As your daughter, who loves you very much, of course I don’t want to see you worried or upset about me. But I also need to have the freedom and respect to responsibly take prescription painkillers if my doctor and I feel it’s necessary. I shouldn’t have to feel like criminal, forced to hide pill bottles, or answer probing, intrusive questions about which medications I took today. I can’t breathe, and it’s not from opiates

Before he died, Prince and I did share some things in common: short stature, dark hair and eyes, a hometown of Minneapolis, and chronic pain. However, I think that’s where the commonalities end. I’m not a musical genius or a rich superstar, and that’s probably a good thing. Maybe if I were those things, I would be a real drug addict. But I’m not and I never have been. I firmly intend to remain addiction-free, because think about it–do I really need any more problems to deal with? I don’t think so.

I wish someone would tell CNN’s Anderson Cooper and Sanjay Gupta (and whoever else is spreading opioid sensationalism) to calm down, or at least to try to calm down the mothers and families of those who suffer from chronic pain and take pain medication responsibly. I’m so tired of major news outlets hurling scary statistics at us, implying that if you put even one Percocet in your mouth, you’ll turn into an insatiable addict, ruined for life.

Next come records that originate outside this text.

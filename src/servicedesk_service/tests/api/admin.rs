use serde_json::Value;

use crate::helpers::TestApp;

#[tokio::test]
async fn should_show_dashboard_to_first_user() {
    let app = TestApp::new().await;
    app.signed_in("ada", "ada@example.com").await;
    app.register("bob", "bob@example.com", "pass1").await;

    let response = app.get("/admin/manage").await;

    assert_eq!(response.status().as_u16(), 200);
    let body: Value = response.json().await.unwrap();
    assert_eq!(body["userCount"], 2);
    assert_eq!(body["unconfirmedCount"], 2);
}

#[tokio::test]
async fn should_list_users_with_roles() {
    let app = TestApp::new().await;
    app.signed_in("ada", "ada@example.com").await;
    app.register("bob", "bob@example.com", "pass1").await;

    let response = app.get("/admin/manage/users").await;

    assert_eq!(response.status().as_u16(), 200);
    let users: Vec<Value> = response.json().await.unwrap();
    assert_eq!(users.len(), 2);
    let bob = users.iter().find(|u| u["userName"] == "bob").unwrap();
    assert_eq!(bob["roles"], serde_json::json!(["Passive"]));
}

#[tokio::test]
async fn should_send_non_admins_to_access_denied() {
    let app = TestApp::new().await;
    app.register("ada", "ada@example.com", "pass1").await;
    app.signed_in("bob", "bob@example.com").await;

    let response = app.get("/admin/manage").await;

    assert_eq!(response.status().as_u16(), 303);
    assert_eq!(response.headers()["location"], "/account/access-denied");

    let denied = app.get("/account/access-denied").await;
    assert_eq!(denied.status().as_u16(), 403);
}

#[tokio::test]
async fn should_send_anonymous_users_to_login() {
    let app = TestApp::new().await;

    let response = app.get("/admin/manage/users").await;

    assert_eq!(response.status().as_u16(), 303);
    assert_eq!(response.headers()["location"], "/account/login");
}
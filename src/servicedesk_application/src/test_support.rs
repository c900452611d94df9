//! In-memory port implementations shared by the use case tests.

use std::{
    collections::{HashMap, HashSet},
    sync::{Arc, Mutex},
};

use async_trait::async_trait;
use chrono::{DateTime, Duration, Utc};
use secrecy::{ExposeSecret, Secret};
use servicedesk_core::{
    BannedTokenStore, BannedTokenStoreError, Clock, Email, EmailMessage, EmailSender,
    EmailSenderError, GatewayError, InstallmentInfoRequest, InstallmentInfoResponse,
    LinkGenerator, LockoutPolicy, Password, PaymentGateway, Role, RoleStore, RoleStoreError, TokenProvider,
    TokenProviderError, TokenPurpose, User, UserId, UserStore, UserStoreError, Username,
};
use tokio::sync::RwLock;

#[derive(Clone, Default)]
pub struct MockUserStore {
    users: Arc<RwLock<Vec<(User, String)>>>,
    pub fail_updates: Arc<std::sync::atomic::AtomicBool>,
}

impl MockUserStore {
    pub async fn insert(&self, user: User, password: &str) {
        self.users.write().await.push((user, password.to_string()));
    }

    pub async fn user(&self, id: &UserId) -> User {
        self.users
            .read()
            .await
            .iter()
            .find(|(u, _)| u.id() == id)
            .map(|(u, _)| u.clone())
            .expect("user exists")
    }

    pub async fn len(&self) -> usize {
        self.users.read().await.len()
    }
}

#[async_trait]
impl UserStore for MockUserStore {
    async fn add_user(&self, user: User, password: Password) -> Result<(), UserStoreError> {
        let mut users = self.users.write().await;
        if users
            .iter()
            .any(|(u, _)| u.username().normalized() == user.username().normalized())
        {
            return Err(UserStoreError::DuplicateUsername);
        }
        if users.iter().any(|(u, _)| u.email() == user.email()) {
            return Err(UserStoreError::DuplicateEmail);
        }
        users.push((user, password.as_ref().expose_secret().clone()));
        Ok(())
    }

    async fn add_user_with_initial_role(
        &self,
        user: User,
        password: Password,
    ) -> Result<Role, UserStoreError> {
        let mut users = self.users.write().await;
        if users
            .iter()
            .any(|(u, _)| u.username().normalized() == user.username().normalized())
        {
            return Err(UserStoreError::DuplicateUsername);
        }
        if users.iter().any(|(u, _)| u.email() == user.email()) {
            return Err(UserStoreError::DuplicateEmail);
        }
        let role = Role::initial(users.len() as u64);
        // Hold the lock across a yield so racing registrations queue up.
        tokio::task::yield_now().await;
        let mut user = user;
        user.add_role(role);
        users.push((user, password.as_ref().expose_secret().clone()));
        Ok(role)
    }

    async fn get_user(&self, id: &UserId) -> Result<User, UserStoreError> {
        self.users
            .read()
            .await
            .iter()
            .find(|(u, _)| u.id() == id)
            .map(|(u, _)| u.clone())
            .ok_or(UserStoreError::UserNotFound)
    }

    async fn find_by_username(&self, username: &Username) -> Result<Option<User>, UserStoreError> {
        Ok(self
            .users
            .read()
            .await
            .iter()
            .find(|(u, _)| u.username().normalized() == username.normalized())
            .map(|(u, _)| u.clone()))
    }

    async fn find_by_email(&self, email: &Email) -> Result<Option<User>, UserStoreError> {
        Ok(self
            .users
            .read()
            .await
            .iter()
            .find(|(u, _)| u.email() == email)
            .map(|(u, _)| u.clone()))
    }

    async fn count_users(&self) -> Result<u64, UserStoreError> {
        Ok(self.users.read().await.len() as u64)
    }

    async fn list_users(&self) -> Result<Vec<User>, UserStoreError> {
        Ok(self.users.read().await.iter().map(|(u, _)| u.clone()).collect())
    }

    async fn update_user(&self, user: &User) -> Result<(), UserStoreError> {
        if self.fail_updates.load(std::sync::atomic::Ordering::SeqCst) {
            return Err(UserStoreError::UnexpectedError("update failed".to_string()));
        }
        let mut users = self.users.write().await;
        let entry = users
            .iter_mut()
            .find(|(u, _)| u.id() == user.id())
            .ok_or(UserStoreError::UserNotFound)?;
        entry.0 = user.clone().with_lockout(
            user.lockout_enabled(),
            entry.0.access_failed_count(),
            entry.0.lockout_end(),
        );
        Ok(())
    }

    async fn check_password(
        &self,
        id: &UserId,
        candidate: &Secret<String>,
    ) -> Result<bool, UserStoreError> {
        let matches = {
            let users = self.users.read().await;
            let (_, password) = users
                .iter()
                .find(|(u, _)| u.id() == id)
                .ok_or(UserStoreError::UserNotFound)?;
            password == candidate.expose_secret()
        };
        // Real stores hash off the async thread; let other sign-ins run meanwhile.
        tokio::task::yield_now().await;
        Ok(matches)
    }

    async fn set_new_password(
        &self,
        id: &UserId,
        new_password: Password,
    ) -> Result<(), UserStoreError> {
        let mut users = self.users.write().await;
        let entry = users
            .iter_mut()
            .find(|(u, _)| u.id() == id)
            .ok_or(UserStoreError::UserNotFound)?;
        entry.1 = new_password.as_ref().expose_secret().clone();
        Ok(())
    }

    async fn record_failed_access(
        &self,
        id: &UserId,
        policy: &LockoutPolicy,
        now: DateTime<Utc>,
    ) -> Result<bool, UserStoreError> {
        let mut users = self.users.write().await;
        let entry = users
            .iter_mut()
            .find(|(u, _)| u.id() == id)
            .ok_or(UserStoreError::UserNotFound)?;
        Ok(entry.0.record_failed_access(policy, now))
    }

    async fn reset_access_failed(&self, id: &UserId) -> Result<(), UserStoreError> {
        let mut users = self.users.write().await;
        let entry = users
            .iter_mut()
            .find(|(u, _)| u.id() == id)
            .ok_or(UserStoreError::UserNotFound)?;
        entry.0.reset_access_failed();
        Ok(())
    }
}

#[derive(Clone, Default)]
pub struct MockRoleStore {
    pub roles: Arc<RwLock<HashSet<Role>>>,
    pub created: Arc<RwLock<Vec<Role>>>,
}

#[async_trait]
impl RoleStore for MockRoleStore {
    async fn role_exists(&self, role: Role) -> Result<bool, RoleStoreError> {
        Ok(self.roles.read().await.contains(&role))
    }

    async fn create_role(&self, role: Role) -> Result<(), RoleStoreError> {
        self.roles.write().await.insert(role);
        self.created.write().await.push(role);
        Ok(())
    }
}

/// Issues sequential tokens and consumes them on successful validation.
#[derive(Clone, Default)]
pub struct MockTokenProvider {
    tokens: Arc<RwLock<HashMap<(UserId, TokenPurpose), String>>>,
    counter: Arc<std::sync::atomic::AtomicU64>,
}

impl MockTokenProvider {
    pub async fn current(&self, user_id: &UserId, purpose: TokenPurpose) -> Option<String> {
        self.tokens.read().await.get(&(*user_id, purpose)).cloned()
    }
}

#[async_trait]
impl TokenProvider for MockTokenProvider {
    async fn generate_token(
        &self,
        user_id: &UserId,
        purpose: TokenPurpose,
    ) -> Result<String, TokenProviderError> {
        let n = self
            .counter
            .fetch_add(1, std::sync::atomic::Ordering::SeqCst);
        let token = format!("token-{n}");
        self.tokens
            .write()
            .await
            .insert((*user_id, purpose), token.clone());
        Ok(token)
    }

    async fn validate_token(
        &self,
        user_id: &UserId,
        purpose: TokenPurpose,
        token: &str,
    ) -> Result<bool, TokenProviderError> {
        let mut tokens = self.tokens.write().await;
        match tokens.get(&(*user_id, purpose)) {
            Some(stored) if stored == token => {
                tokens.remove(&(*user_id, purpose));
                Ok(true)
            }
            _ => Ok(false),
        }
    }
}

#[derive(Clone, Default)]
pub struct MockEmailSender {
    pub sent: Arc<RwLock<Vec<EmailMessage>>>,
    pub fail: bool,
}

impl MockEmailSender {
    pub fn failing() -> Self {
        Self {
            fail: true,
            ..Default::default()
        }
    }

    pub async fn sent(&self) -> Vec<EmailMessage> {
        self.sent.read().await.clone()
    }
}

#[async_trait]
impl EmailSender for MockEmailSender {
    async fn send(&self, message: &EmailMessage) -> Result<(), EmailSenderError> {
        if self.fail {
            return Err(EmailSenderError::DeliveryFailed("smtp down".to_string()));
        }
        self.sent.write().await.push(message.clone());
        Ok(())
    }
}

pub struct MockLinkGenerator;

impl LinkGenerator for MockLinkGenerator {
    fn callback_link(&self, purpose: TokenPurpose, user_id: &UserId, code: &str) -> String {
        let path = match purpose {
            TokenPurpose::EmailConfirmation => "/account/confirm-email",
            TokenPurpose::PasswordReset => "/account/confirm-reset-password",
        };
        format!("https://servicedesk.test{path}?userId={user_id}&code={code}")
    }
}

/// Extracts the `code` query value from the link inside a sent message.
pub fn code_from_message(message: &EmailMessage) -> String {
    let start = message.body().find("code=").expect("link has a code") + "code=".len();
    let rest = &message.body()[start..];
    let end = rest.find('\'').expect("link is quoted");
    rest[..end].to_string()
}

#[derive(Clone)]
pub struct FixedClock {
    now: Arc<Mutex<DateTime<Utc>>>,
}

impl FixedClock {
    pub fn new() -> Self {
        Self {
            now: Arc::new(Mutex::new(Utc::now())),
        }
    }

    pub fn advance(&self, by: Duration) {
        let mut now = self.now.lock().expect("clock lock");
        *now += by;
    }
}

impl Clock for FixedClock {
    fn now(&self) -> DateTime<Utc> {
        *self.now.lock().expect("clock lock")
    }
}

#[derive(Clone, Default)]
pub struct MockBannedTokenStore {
    pub tokens: Arc<RwLock<HashSet<String>>>,
    pub revoked_before: Arc<RwLock<HashMap<UserId, DateTime<Utc>>>>,
}

#[async_trait]
impl BannedTokenStore for MockBannedTokenStore {
    async fn ban_token(&self, token: String) -> Result<(), BannedTokenStoreError> {
        self.tokens.write().await.insert(token);
        Ok(())
    }

    async fn contains_token(&self, token: &str) -> Result<bool, BannedTokenStoreError> {
        Ok(self.tokens.read().await.contains(token))
    }

    async fn revoke_sessions_before(
        &self,
        user_id: &UserId,
        before: DateTime<Utc>,
    ) -> Result<(), BannedTokenStoreError> {
        self.revoked_before.write().await.insert(*user_id, before);
        Ok(())
    }

    async fn sessions_revoked_before(
        &self,
        user_id: &UserId,
    ) -> Result<Option<DateTime<Utc>>, BannedTokenStoreError> {
        Ok(self.revoked_before.read().await.get(user_id).copied())
    }
}

/// Answers every lookup with a canned response built from the request.
pub struct MockPaymentGateway<F>
where
    F: Fn(&InstallmentInfoRequest) -> Result<InstallmentInfoResponse, GatewayError> + Send + Sync,
{
    respond: F,
    pub requests: Mutex<Vec<InstallmentInfoRequest>>,
}

impl<F> MockPaymentGateway<F>
where
    F: Fn(&InstallmentInfoRequest) -> Result<InstallmentInfoResponse, GatewayError> + Send + Sync,
{
    pub fn new(respond: F) -> Self {
        Self {
            respond,
            requests: Mutex::new(Vec::new()),
        }
    }
}

#[async_trait]
impl<F> PaymentGateway for MockPaymentGateway<F>
where
    F: Fn(&InstallmentInfoRequest) -> Result<InstallmentInfoResponse, GatewayError> + Send + Sync,
{
    async fn retrieve_installment_info(
        &self,
        request: &InstallmentInfoRequest,
    ) -> Result<InstallmentInfoResponse, GatewayError> {
        self.requests
            .lock()
            .expect("requests lock")
            .push(request.clone());
        (self.respond)(request)
    }
}

pub fn user(username: &str, email: &str) -> User {
    User::new(
        UserId::new(),
        Username::parse(username).unwrap(),
        Email::try_from(email).unwrap(),
        "Test".to_string(),
        "User".to_string(),
    )
}

pub fn password(value: &str) -> Password {
    Password::try_from(Secret::new(value.to_string())).unwrap()
}
use servicedesk_application::{AccountError, CheckInstallmentsError};
use thiserror::Error;

use crate::session::SessionError;

/// Failures a handler reports back to the web layer, which owns the mapping
/// to status codes.
#[derive(Debug, Error)]
pub enum HandlerError {
    #[error(transparent)]
    Account(#[from] AccountError),
    #[error(transparent)]
    Installments(#[from] CheckInstallmentsError),
    #[error(transparent)]
    Session(#[from] SessionError),
    #[error("Unable to load user with ID '{0}'.")]
    UserNotLoaded(String),
    #[error("Invalid username or password.")]
    InvalidCredentials,
    #[error("Bad request")]
    BadRequest,
}
use std::sync::Arc;

use servicedesk_core::{
    BannedTokenStore, Clock, EmailSender, LinkGenerator, PaymentGateway, RoleStore, TokenProvider,
    UserStore,
};

use crate::{config::IdentitySettings, session::JwtSessionManager};

/// Everything a request needs, shared across handlers. Ports are trait
/// objects so the binary and the tests can plug in different adapters.
#[derive(Clone)]
pub struct AppState {
    pub user_store: Arc<dyn UserStore>,
    pub role_store: Arc<dyn RoleStore>,
    pub token_provider: Arc<dyn TokenProvider>,
    pub banned_token_store: Arc<dyn BannedTokenStore>,
    pub email_sender: Arc<dyn EmailSender>,
    pub link_generator: Arc<dyn LinkGenerator>,
    pub payment_gateway: Arc<dyn PaymentGateway>,
    pub clock: Arc<dyn Clock>,
    pub sessions: JwtSessionManager,
    pub identity: Arc<IdentitySettings>,
    pub payment_locale: Arc<str>,
}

Calm down, Mom. Please calm down. Remember, opioids have some nasty side-effects, such as chronic constipation, dizziness, and physical tolerance. And do you remember those horrible, hair-drenching sweating episodes I developed from taking Vicodin? If that isn’t deterrent enough, I don’t know what is. Walking around with sweat drops in my eyes and toweling off with Kleenex and napkins all day, every day, is not my idea of a good time. I’d much rather find a better, less sweaty method of pain relief.

So, I don’t really know what else to say except to stress again how I am not anything like Prince regarding chronic pain (mis)management. I’m responsible, aware, and cautious–not to mention paranoid of getting any new health problems. Like you, I’m also a neurotic worrywart (I say this in a loving manner), and I do not want to get sucked into painkiller addiction!

Before I close this letter, I want to reassure you that I’m managing my pain responsibly and with the help and supervision of a physician. I hope you will see that I am an intelligent and well-informed patient. I also hope you’ll see, with the help of this letter, the ridiculousness of some of the media hysteria surrounding opioid drugs. Please understand that media hype is influencing more and more government crackdowns that only further hurt those patients who are already suffering and in pain. We who take prescription painkillers responsibly should not be punished for the abuse and addiction of others.

Please, Mom, hear me out and trust me–I’m not Prince. I don’t even like purple.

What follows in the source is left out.